:: Exercise description ::
Find each line below where the word "BulkAction" occurs, and copy it.

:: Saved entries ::
* * *

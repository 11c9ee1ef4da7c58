use std::time::Duration;

use mstream_config::shared::ElasticsearchConfig;
use reqwest::{Client, RequestBuilder, StatusCode};
use secrecy::{ExposeSecret, SecretString};
use serde_json::{Map, Value, json};
use tracing::{debug, info};

use crate::destination::{
    BulkAction, BulkItemError, BulkItemResult, BulkOperation, BulkResponse, BulkUnit,
    Destination, IndexTarget, ScrollPage, StoredDocumentMeta,
};
use crate::error::{ErrorKind, MstreamResult};
use crate::{bail, mstream_error};

const NDJSON_CONTENT_TYPE: &str = "application/x-ndjson";

/// Elasticsearch cluster reached over its REST API.
///
/// Bulk metadata follows the configured API version: mapping types are only sent before 7,
/// parents are sent as `_parent` before 6, `parent` on 6 and `routing` from 7 on, and version
/// fields lose their leading underscore from 6 on.
#[derive(Debug, Clone)]
pub struct ElasticsearchDestination {
    client: Client,
    base_url: String,
    username: Option<String>,
    password: Option<SecretString>,
    api_major_version: u32,
    scroll_keep_alive: String,
}

impl ElasticsearchDestination {
    pub fn new(config: &ElasticsearchConfig) -> MstreamResult<Self> {
        let api_major_version = config
            .api_major_version()
            .map_err(|err| mstream_error!(ErrorKind::ConfigError, "Invalid api version", err))?;

        let client = Client::builder()
            .timeout(Duration::from_millis(config.request_timeout_ms))
            .build()?;

        Ok(Self {
            client,
            base_url: config.url.trim_end_matches('/').to_owned(),
            username: config.username.clone(),
            password: config.password.clone().map(Into::into),
            api_major_version,
            scroll_keep_alive: config.scroll_keep_alive.clone(),
        })
    }

    /// Checks that the cluster answers and logs its reported version.
    pub async fn ping(&self) -> MstreamResult<()> {
        let body = self.send_json(self.request(reqwest::Method::GET, "")).await?;
        let version = body
            .pointer("/version/number")
            .and_then(Value::as_str)
            .unwrap_or("unknown");
        info!(url = %self.base_url, version, "connected to elasticsearch");

        Ok(())
    }

    fn request(&self, method: reqwest::Method, path: &str) -> RequestBuilder {
        let url = format!("{}/{}", self.base_url, path.trim_start_matches('/'));
        let request = self.client.request(method, url);

        match &self.username {
            Some(username) => request.basic_auth(
                username,
                self.password
                    .as_ref()
                    .map(|password| password.expose_secret().to_owned()),
            ),
            None => request,
        }
    }

    async fn send_json(&self, request: RequestBuilder) -> MstreamResult<Value> {
        let response = request.send().await?;
        let status = response.status();
        let body = response.text().await?;

        if !status.is_success() {
            bail!(
                ErrorKind::DestinationQueryFailed,
                "Elasticsearch request failed",
                format!("{status}: {}", error_summary(&body))
            );
        }

        Ok(serde_json::from_str(&body)?)
    }

    fn search_path(&self, target: &IndexTarget) -> String {
        match (&target.doc_type, self.api_major_version < 7) {
            (Some(doc_type), true) => format!("{}/{}/_search", target.index, doc_type),
            _ => format!("{}/_search", target.index),
        }
    }

    fn action_metadata(&self, action: &BulkAction) -> Value {
        let legacy = self.api_major_version < 6;
        let mut metadata = Map::new();

        metadata.insert("_index".to_owned(), Value::from(action.index.as_str()));
        if self.api_major_version < 7
            && let Some(doc_type) = &action.doc_type
        {
            metadata.insert("_type".to_owned(), Value::from(doc_type.as_str()));
        }
        metadata.insert("_id".to_owned(), Value::from(action.id.as_str()));

        if let Some(parent) = &action.parent {
            let field = match self.api_major_version {
                0..=5 => "_parent",
                6 => "parent",
                _ => "routing",
            };
            metadata.insert(field.to_owned(), Value::from(parent.as_str()));
        }

        if let Some(version) = action.version {
            let field = if legacy { "_version" } else { "version" };
            metadata.insert(field.to_owned(), Value::from(version));
        }

        if let Some(version_type) = action.version_type {
            let field = if legacy { "_version_type" } else { "version_type" };
            metadata.insert(field.to_owned(), Value::from(version_type.as_str()));
        }

        json!({ action.operation.as_str(): metadata })
    }

    fn bulk_body(&self, units: &[BulkUnit]) -> MstreamResult<String> {
        let mut body = String::new();
        for unit in units {
            body.push_str(&serde_json::to_string(&self.action_metadata(&unit.action))?);
            body.push('\n');
            if let Some(document) = &unit.document {
                body.push_str(&serde_json::to_string(document)?);
                body.push('\n');
            }
        }

        Ok(body)
    }
}

/// Extracts `error.type` and `error.reason` from an error body, falling back to the raw body.
fn error_summary(body: &str) -> String {
    let Ok(value) = serde_json::from_str::<Value>(body) else {
        return body.to_owned();
    };

    match value.get("error") {
        Some(Value::Object(error)) => format!(
            "{}: {}",
            error.get("type").and_then(Value::as_str).unwrap_or("unknown"),
            error.get("reason").and_then(Value::as_str).unwrap_or("")
        ),
        Some(other) => other.to_string(),
        None => body.to_owned(),
    }
}

fn parse_bulk_item(item: &Value) -> Option<BulkItemResult> {
    let (operation, result) = item.as_object()?.iter().next()?;
    let operation = match operation.as_str() {
        "delete" => BulkOperation::Delete,
        _ => BulkOperation::Index,
    };

    let error = result.get("error").map(|error| match error {
        Value::Object(error) => BulkItemError {
            error_type: error
                .get("type")
                .and_then(Value::as_str)
                .unwrap_or("unknown")
                .to_owned(),
            reason: error
                .get("reason")
                .and_then(Value::as_str)
                .unwrap_or_default()
                .to_owned(),
        },
        other => BulkItemError {
            error_type: "unknown".to_owned(),
            reason: other.to_string(),
        },
    });

    Some(BulkItemResult {
        operation,
        index: result
            .get("_index")
            .and_then(Value::as_str)
            .unwrap_or_default()
            .to_owned(),
        id: result
            .get("_id")
            .and_then(Value::as_str)
            .unwrap_or_default()
            .to_owned(),
        status: result
            .get("status")
            .and_then(Value::as_u64)
            .and_then(|status| u16::try_from(status).ok())
            .unwrap_or(0),
        error,
    })
}

/// `hits.total` is a number before 7 and `{ "value": n }` from 7 on.
fn parse_total(hits: &Value) -> u64 {
    match hits.get("total") {
        Some(Value::Number(total)) => total.as_u64().unwrap_or(0),
        Some(Value::Object(total)) => total.get("value").and_then(Value::as_u64).unwrap_or(0),
        _ => 0,
    }
}

fn parse_hit(hit: &Value) -> Option<StoredDocumentMeta> {
    let id = hit.get("_id")?.as_str()?.to_owned();
    let parent = hit
        .get("_parent")
        .or_else(|| hit.get("_routing"))
        .and_then(Value::as_str)
        .map(str::to_owned);
    let version = hit.get("_version").and_then(Value::as_i64);

    Some(StoredDocumentMeta {
        id,
        parent,
        version,
    })
}

fn parse_scroll_page(body: &Value) -> ScrollPage {
    let hits = body.get("hits").cloned().unwrap_or(Value::Null);
    let documents = hits
        .get("hits")
        .and_then(Value::as_array)
        .map(|hits| hits.iter().filter_map(parse_hit).collect())
        .unwrap_or_default();

    ScrollPage {
        scroll_id: body
            .get("_scroll_id")
            .and_then(Value::as_str)
            .map(str::to_owned),
        total: parse_total(&hits),
        hits: documents,
    }
}

impl Destination for ElasticsearchDestination {
    async fn bulk(&self, units: Vec<BulkUnit>) -> MstreamResult<BulkResponse> {
        if units.is_empty() {
            return Ok(BulkResponse::default());
        }

        let body = self.bulk_body(&units)?;
        let response = self
            .send_json(
                self.request(reqwest::Method::POST, "_bulk")
                    .header(reqwest::header::CONTENT_TYPE, NDJSON_CONTENT_TYPE)
                    .body(body),
            )
            .await?;

        let items = response
            .get("items")
            .and_then(Value::as_array)
            .map(|items| items.iter().filter_map(parse_bulk_item).collect())
            .unwrap_or_default();

        Ok(BulkResponse { items })
    }

    async fn find_document(
        &self,
        target: &IndexTarget,
        id: &str,
        with_version: bool,
    ) -> MstreamResult<Option<StoredDocumentMeta>> {
        let request = self
            .request(reqwest::Method::POST, &self.search_path(target))
            .json(&json!({
                "query": { "ids": { "values": [id] } },
                "size": 1,
                "version": with_version,
                "_source": false,
            }));

        let response = request.send().await?;
        if response.status() == StatusCode::NOT_FOUND {
            debug!(index = %target.index, "lookup on a missing index");
            return Ok(None);
        }
        if !response.status().is_success() {
            let status = response.status();
            let body = response.text().await.unwrap_or_default();
            bail!(
                ErrorKind::DestinationQueryFailed,
                "Document lookup failed",
                format!("{status}: {}", error_summary(&body))
            );
        }

        let body: Value = response.json().await?;
        Ok(body
            .pointer("/hits/hits/0")
            .and_then(parse_hit))
    }

    async fn open_scroll(
        &self,
        target: &IndexTarget,
        page_size: usize,
        with_version: bool,
    ) -> MstreamResult<ScrollPage> {
        let path = format!(
            "{}?scroll={}",
            self.search_path(target),
            self.scroll_keep_alive
        );
        let body = self
            .send_json(self.request(reqwest::Method::POST, &path).json(&json!({
                "size": page_size,
                "version": with_version,
                "_source": false,
                "sort": ["_doc"],
                "query": { "match_all": {} },
            })))
            .await?;

        Ok(parse_scroll_page(&body))
    }

    async fn next_scroll_page(&self, scroll_id: &str) -> MstreamResult<ScrollPage> {
        let body = self
            .send_json(
                self.request(reqwest::Method::POST, "_search/scroll")
                    .json(&json!({
                        "scroll": self.scroll_keep_alive,
                        "scroll_id": scroll_id,
                    })),
            )
            .await?;

        Ok(parse_scroll_page(&body))
    }
}

#[cfg(test)]
mod tests {
    use mstream_config::shared::VersionType;

    use super::*;

    fn destination(api_version: &str) -> ElasticsearchDestination {
        ElasticsearchDestination::new(&ElasticsearchConfig {
            url: "http://localhost:9200/".to_owned(),
            username: None,
            password: None,
            api_version: api_version.to_owned(),
            request_timeout_ms: 1000,
            scroll_keep_alive: "1m".to_owned(),
        })
        .unwrap()
    }

    fn child_action() -> BulkAction {
        BulkAction {
            operation: BulkOperation::Index,
            index: "shop-orders".to_owned(),
            doc_type: Some("orders".to_owned()),
            id: "42".to_owned(),
            parent: Some("7".to_owned()),
            version: Some(1_700_000_000_000),
            version_type: Some(VersionType::External),
        }
    }

    #[test]
    fn legacy_clusters_get_underscored_metadata() {
        let metadata = destination("5.6").action_metadata(&child_action());

        assert_eq!(
            metadata,
            json!({"index": {
                "_index": "shop-orders",
                "_type": "orders",
                "_id": "42",
                "_parent": "7",
                "_version": 1_700_000_000_000_i64,
                "_version_type": "external",
            }})
        );
    }

    #[test]
    fn typeless_clusters_route_children() {
        let metadata = destination("7.10").action_metadata(&child_action());

        assert_eq!(
            metadata,
            json!({"index": {
                "_index": "shop-orders",
                "_id": "42",
                "routing": "7",
                "version": 1_700_000_000_000_i64,
                "version_type": "external",
            }})
        );
    }

    #[test]
    fn bulk_body_has_one_line_per_delete() {
        let destination = destination("7.10");
        let mut delete = child_action();
        delete.operation = BulkOperation::Delete;
        let units = vec![
            BulkUnit::index(child_action(), Map::new()),
            BulkUnit::delete(delete),
        ];

        let body = destination.bulk_body(&units).unwrap();

        assert_eq!(body.lines().count(), 3);
        assert!(body.ends_with('\n'));
    }

    #[test]
    fn parses_item_errors_and_totals() {
        let item = json!({"index": {
            "_index": "shop", "_id": "1", "status": 400,
            "error": {"type": "routing_missing_exception", "reason": "routing is required"}
        }});
        let parsed = parse_bulk_item(&item).unwrap();
        assert!(parsed.error.unwrap().is_routing_missing());

        assert_eq!(parse_total(&json!({"total": 12})), 12);
        assert_eq!(parse_total(&json!({"total": {"value": 7, "relation": "eq"}})), 7);
    }
}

* * *

:: Solution for this exercise ::
    BulkAction, BulkItemError, BulkItemResult, BulkOperation, BulkResponse, BulkUnit,
    fn action_metadata(&self, action: &BulkAction) -> Value {
    fn child_action() -> BulkAction {
        BulkAction {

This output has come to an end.